The best place to start exploring the largest of the Canary Islands is the vibrant capital: Santa Cruz de Tenerife, in the northeast. Your first stop should be the Auditorio, the Santiago Calatrava-designed home of the Tenerife Symphony Orchestra. Once you have updated your Instagram feed, head to the Museum of Man and Nature, which tells the story of the Canary Islands from their chaotic, volcanic beginnings to the present day. There are three floors of exhibits, which include mummified remains of the islands’ earliest inhabitants.
Next door is the Tenerife Espacio de las Artes, which is home to a variety of modern art from the islands, and a popular café where you can chow down on a three-course lunch menu for less than $12. If you fancy some retail therapy, head to El Corte Ingles, located in the center of the city’s shopping district. The seventh-floor café offers spectacular views of the Anaga Mountains just north of the city. The mountains are filled with wonderful scenery and spectacular coastal hiking trails. The weather here is often wet (even when the sun is shining on the rest of the island), so make sure to bring suitable clothing. The trade winds bring all manner of plant life to this part of the island – look out for Dragon trees, prickly pears and a host of intriguing plants and shrubs.
Of course, it’s not just the northeast of the island that’s home to world-class hiking, and the jewel in the island’s crown is Teide National Park, a UNESCO World Heritage site comprising a 10-mile-wide volcano which rises 3,718 metres above sea level and dominates the center of the island. On a clear day, ride the cable car to the top for spectacular views of Tenerife and the surrounding islands. If you prefer to get there on two feet, there is a hiking route to the top, just be sure to bring plenty of water. The park is filled with picturesque trails, and you will often be the only one on them. Once night falls, the park attracts stargazers from around the world, as the volcanic landscape and lack of artificial light provide the perfect backdrop to scanning the heavens. Base yourself in the Parador de Las Canadas del Teide, a lodge-style retreat located in the volcanic crater.

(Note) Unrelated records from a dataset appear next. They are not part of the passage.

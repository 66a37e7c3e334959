//! Links unmatched CRM contacts to mirrored fundraising pages.
//!
//! Strategies run in a fixed order (page id, short name, email) and the first
//! match wins. A confirmed match promotes the page to the hot priority and,
//! once the page has raised something, records the master donation stats row
//! from the page's oldest known result.

use std::collections::HashSet;
use std::fmt;

use fundsync_adapters::{EmailAccount, EmailError, PlatformError};
use fundsync_core::{
    CharityId, ContactRecord, DiscoveredPage, EventId, MasterRecord, PageId, Priority,
    PriorityChange, DEFAULT_EVENT_PRIORITY, HOT_PRIORITY,
};
use fundsync_storage::Store;
use serde::Serialize;
use tracing::{debug, info, warn};

use crate::error::CycleError;
use crate::throttle::{CallError, ThrottledPlatform};

#[derive(Debug, Clone, Copy, PartialEq, Eq, Serialize)]
pub enum Strategy {
    PageId,
    ShortName,
    Email,
}

#[derive(Debug, Clone, PartialEq, Eq)]
pub enum DeclineReason {
    MissingPageId,
    NotMirrored(PageId),
    NotImplemented,
    MissingEmail,
    InvalidEmail(EmailError),
    MissingCharity,
    NoCandidates,
    NoQualifyingPage,
    Ambiguous(usize),
}

impl fmt::Display for DeclineReason {
    fn fmt(&self, f: &mut fmt::Formatter<'_>) -> fmt::Result {
        match self {
            DeclineReason::MissingPageId => f.write_str("no page id"),
            DeclineReason::NotMirrored(page_id) => write!(f, "page {page_id} not mirrored"),
            DeclineReason::NotImplemented => f.write_str("not implemented"),
            DeclineReason::MissingEmail => f.write_str("no email"),
            DeclineReason::InvalidEmail(err) => write!(f, "{err}"),
            DeclineReason::MissingCharity => f.write_str("no charity id"),
            DeclineReason::NoCandidates => f.write_str("no pages for account"),
            DeclineReason::NoQualifyingPage => f.write_str("no qualifying page"),
            DeclineReason::Ambiguous(count) => write!(f, "{count} qualifying pages"),
        }
    }
}

#[derive(Debug, Clone, PartialEq, Eq)]
pub enum MatchOutcome {
    Matched { strategy: Strategy, page_id: PageId },
    Declined(Vec<(Strategy, DeclineReason)>),
}

#[derive(Debug, Clone, Copy, Default, PartialEq, Eq, Serialize)]
pub struct MatchStats {
    pub contacts: usize,
    pub skipped: usize,
    pub matched: usize,
    pub masters_created: usize,
    pub events_registered: usize,
}

/// CRM ids arrive as text. Unparsable values are warned about and dropped.
#[derive(Debug, Clone, Copy, Default, PartialEq, Eq)]
pub struct ContactIds {
    pub charity_id: Option<CharityId>,
    pub event_id: Option<EventId>,
    pub page_id: Option<PageId>,
}

impl ContactIds {
    pub fn parse(contact: &ContactRecord, default_charity: Option<CharityId>) -> Self {
        let charity_id = match parse_id(&contact.id, "charity", contact.charity_id.as_deref()) {
            Some(id) => Some(id),
            None if is_blank(contact.charity_id.as_deref()) => default_charity,
            None => None,
        };
        Self {
            charity_id,
            event_id: parse_id(&contact.id, "event", contact.event_id.as_deref()),
            page_id: parse_id(&contact.id, "page", contact.page_id.as_deref()),
        }
    }
}

fn is_blank(raw: Option<&str>) -> bool {
    raw.map_or(true, |raw| raw.trim().is_empty())
}

fn parse_id(contact_id: &str, kind: &'static str, raw: Option<&str>) -> Option<i64> {
    let raw = raw?.trim();
    if raw.is_empty() {
        return None;
    }
    match raw.parse::<i64>() {
        Ok(id) if id > 0 => Some(id),
        _ => {
            warn!(contact_id, kind, value = raw, "invalid id on CRM contact");
            None
        }
    }
}

pub struct Matcher<'a> {
    store: &'a dyn Store,
    platform: &'a ThrottledPlatform,
    default_charity: Option<CharityId>,
}

impl<'a> Matcher<'a> {
    pub fn new(
        store: &'a dyn Store,
        platform: &'a ThrottledPlatform,
        default_charity: Option<CharityId>,
    ) -> Self {
        Self {
            store,
            platform,
            default_charity,
        }
    }

    pub async fn run(&self) -> Result<MatchStats, CycleError> {
        let mut stats = MatchStats::default();
        for contact in self.store.unmatched_contacts().await? {
            stats.contacts += 1;
            if !contact.is_matchable() {
                debug!(contact_id = %contact.id, "skipping team page or anonymous contact");
                stats.skipped += 1;
                continue;
            }

            match self.match_contact(&contact, &mut stats).await? {
                MatchOutcome::Matched { strategy, page_id } => {
                    info!(contact_id = %contact.id, page_id, ?strategy, "contact matched");
                    stats.matched += 1;
                    if self.confirm_match(&contact.id, page_id).await? {
                        stats.masters_created += 1;
                    }
                }
                MatchOutcome::Declined(reasons) => {
                    let reasons = reasons
                        .iter()
                        .map(|(strategy, reason)| format!("{strategy:?}: {reason}"))
                        .collect::<Vec<_>>()
                        .join("; ");
                    debug!(contact_id = %contact.id, %reasons, "contact not matched");
                }
            }
        }
        Ok(stats)
    }

    pub async fn match_contact(
        &self,
        contact: &ContactRecord,
        stats: &mut MatchStats,
    ) -> Result<MatchOutcome, CycleError> {
        let ids = ContactIds::parse(contact, self.default_charity);
        let mut declined = Vec::new();

        match self.by_page_id(&ids, stats).await? {
            Ok(page_id) => {
                return Ok(MatchOutcome::Matched {
                    strategy: Strategy::PageId,
                    page_id,
                })
            }
            Err(reason) => declined.push((Strategy::PageId, reason)),
        }

        declined.push((Strategy::ShortName, self.by_short_name()));

        match self.by_email(contact, &ids, stats).await? {
            Ok(page_id) => Ok(MatchOutcome::Matched {
                strategy: Strategy::Email,
                page_id,
            }),
            Err(reason) => {
                declined.push((Strategy::Email, reason));
                Ok(MatchOutcome::Declined(declined))
            }
        }
    }

    async fn by_page_id(
        &self,
        ids: &ContactIds,
        stats: &mut MatchStats,
    ) -> Result<Result<PageId, DeclineReason>, CycleError> {
        let Some(page_id) = ids.page_id else {
            return Ok(Err(DeclineReason::MissingPageId));
        };
        if self.store.page_priority(page_id).await?.is_some() {
            return Ok(Ok(page_id));
        }
        // the event's pages may show up on a later platform sync
        if let (Some(charity_id), Some(event_id)) = (ids.charity_id, ids.event_id) {
            if self.ensure_event(event_id, charity_id).await? {
                stats.events_registered += 1;
            }
        }
        Ok(Err(DeclineReason::NotMirrored(page_id)))
    }

    /// Short-name matching has no defined heuristic yet and always declines.
    fn by_short_name(&self) -> DeclineReason {
        DeclineReason::NotImplemented
    }

    async fn by_email(
        &self,
        contact: &ContactRecord,
        ids: &ContactIds,
        stats: &mut MatchStats,
    ) -> Result<Result<PageId, DeclineReason>, CycleError> {
        let Some(raw) = contact.email.as_deref().filter(|e| !e.trim().is_empty()) else {
            return Ok(Err(DeclineReason::MissingEmail));
        };
        let account = match EmailAccount::parse(raw) {
            Ok(account) => account,
            Err(err) => {
                warn!(contact_id = %contact.id, error = %err, "unusable contact email");
                return Ok(Err(DeclineReason::InvalidEmail(err)));
            }
        };
        let Some(charity_id) = ids.charity_id else {
            warn!(contact_id = %contact.id, "no charity id for email search");
            return Ok(Err(DeclineReason::MissingCharity));
        };

        let candidates = self.platform.pages_for_account(charity_id, &account).await?;
        if candidates.is_empty() {
            return Ok(Err(DeclineReason::NoCandidates));
        }

        let trusted: HashSet<EventId> = self
            .store
            .trusted_events()
            .await?
            .into_iter()
            .map(|event| event.event_id)
            .collect();
        let mut qualifying: Vec<&DiscoveredPage> = Vec::new();
        for candidate in &candidates {
            if trusted.contains(&candidate.event_id) && self.has_raised(candidate.page_id).await? {
                qualifying.push(candidate);
            }
        }

        if let [only] = qualifying.as_slice() {
            let confirmed = ContactIds {
                charity_id: Some(only.charity_id).filter(|id| *id > 0),
                event_id: Some(only.event_id).filter(|id| *id > 0),
                page_id: Some(only.page_id),
            };
            return self.by_page_id(&confirmed, stats).await;
        }

        for candidate in &candidates {
            if candidate.event_id > 0 && !trusted.contains(&candidate.event_id) {
                let charity_id = if candidate.charity_id > 0 {
                    candidate.charity_id
                } else {
                    charity_id
                };
                if self.ensure_event(candidate.event_id, charity_id).await? {
                    stats.events_registered += 1;
                }
            }
        }

        if qualifying.is_empty() {
            Ok(Err(DeclineReason::NoQualifyingPage))
        } else {
            Ok(Err(DeclineReason::Ambiguous(qualifying.len())))
        }
    }

    /// Whether the newest result row for the page shows money raised.
    async fn has_raised(&self, page_id: PageId) -> Result<bool, CycleError> {
        Ok(self
            .store
            .page_results(page_id, Some(1))
            .await?
            .first()
            .is_some_and(|row| row.totals.has_positive_total()))
    }

    /// Registers an event the store has never seen. It is trusted straight
    /// away when it starts at the same moment as an event already trusted,
    /// otherwise it is parked as an untrusted placeholder. Returns true when a
    /// row was inserted.
    pub async fn ensure_event(
        &self,
        event_id: EventId,
        charity_id: CharityId,
    ) -> Result<bool, CycleError> {
        if self.store.find_event(event_id).await?.is_some() {
            return Ok(false);
        }

        let remote = match self.platform.event(event_id).await {
            Ok(remote) => remote,
            Err(CallError::Platform(PlatformError::NotFound(what))) => {
                warn!(event_id, %what, "event unknown to the platform; not registered");
                return Ok(false);
            }
            Err(err) => return Err(err.into()),
        };
        let priority = match remote.start_date {
            Some(start) => match self.store.trusted_event_starting_at(start).await? {
                Some(sibling) => {
                    debug!(event_id, sibling, "event shares a start date with a trusted event");
                    Priority::Active(DEFAULT_EVENT_PRIORITY)
                }
                None => Priority::Excluded,
            },
            None => Priority::Excluded,
        };

        let event = remote.into_event(charity_id, priority);
        let inserted = self.store.insert_event(&event).await?;
        if inserted {
            info!(
                event_id,
                charity_id,
                trusted = event.is_trusted(),
                name = %event.name,
                "event registered"
            );
        }
        Ok(inserted)
    }

    /// Promotes the page (unless excluded) and writes the master record when
    /// the page has raised money and has none yet. Returns true when a master
    /// record was created.
    pub async fn confirm_match(&self, contact_id: &str, page_id: PageId) -> Result<bool, CycleError> {
        self.store
            .apply_priority(page_id, PriorityChange::PromoteTo(HOT_PRIORITY))
            .await?;

        let results = self.store.page_results(page_id, None).await?;
        let (Some(newest), Some(oldest)) = (results.first(), results.last()) else {
            return Ok(false);
        };
        if !newest.totals.has_positive_total() {
            debug!(page_id, "matched page has not raised anything yet");
            return Ok(false);
        }
        if self.store.master_record_exists(page_id).await? {
            return Ok(false);
        }

        let record = MasterRecord::from_initial_result(page_id, contact_id, oldest);
        self.store.insert_master_record(&record).await?;
        info!(page_id, contact_id, "donation stats master record created");
        Ok(true)
    }
}

#[cfg(test)]
mod tests {
    use super::*;

    fn contact(charity: Option<&str>, event: Option<&str>, page: Option<&str>) -> ContactRecord {
        ContactRecord {
            id: "003A".into(),
            charity_id: charity.map(str::to_string),
            event_id: event.map(str::to_string),
            page_id: page.map(str::to_string),
            page_url: None,
            team_page_url: None,
            email: None,
        }
    }

    #[test]
    fn ids_fall_back_to_default_charity_only_when_blank() {
        let ids = ContactIds::parse(&contact(None, Some("77"), Some(" 555 ")), Some(2050));
        assert_eq!(
            ids,
            ContactIds {
                charity_id: Some(2050),
                event_id: Some(77),
                page_id: Some(555),
            }
        );

        let garbage = ContactIds::parse(&contact(Some("abc"), Some("-4"), Some("x")), Some(2050));
        assert_eq!(garbage, ContactIds::default());
    }

    #[test]
    fn decline_reasons_read_well_in_logs() {
        assert_eq!(DeclineReason::Ambiguous(2).to_string(), "2 qualifying pages");
        assert_eq!(DeclineReason::NotMirrored(9).to_string(), "page 9 not mirrored");
    }
}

Back down at sea level, you could do worse than head to Costa Adeje, which offers plenty to do, from watersports and whale- and dolphin-watching to countless restaurants, cafes and nightlife. It’s a bit more reserved than the raucous Playa de Las Americas further down the coast, and all the better for it. After a few days R&R, we recommend heading back up north to the wonderful fishing village of Garachico. Billed as the prettiest town on the island, it’s also one of the unluckiest, once being one of the richest towns in Europe, before nature — more specifically the Montana Negra volcano — interceded, destroying the town’s harbor. The disaster ensured much of the town is preserved as it was hundreds of years ago, and it’s an extremely pleasant place to spend a few days in.
Less than an hour’s drive from Garachico is Cueva de Viento, the largest lava tube system in Europe, and the most complex volcanic tube in the world. It consists of 17km of tunnels, filled with multiple passageways, lava pits and terraces. There are daily tours and tickets must be bought online in advance. It’s a great way to end your Tenerife journey, in a place that’s beautiful, surprising and cultured in equal measure.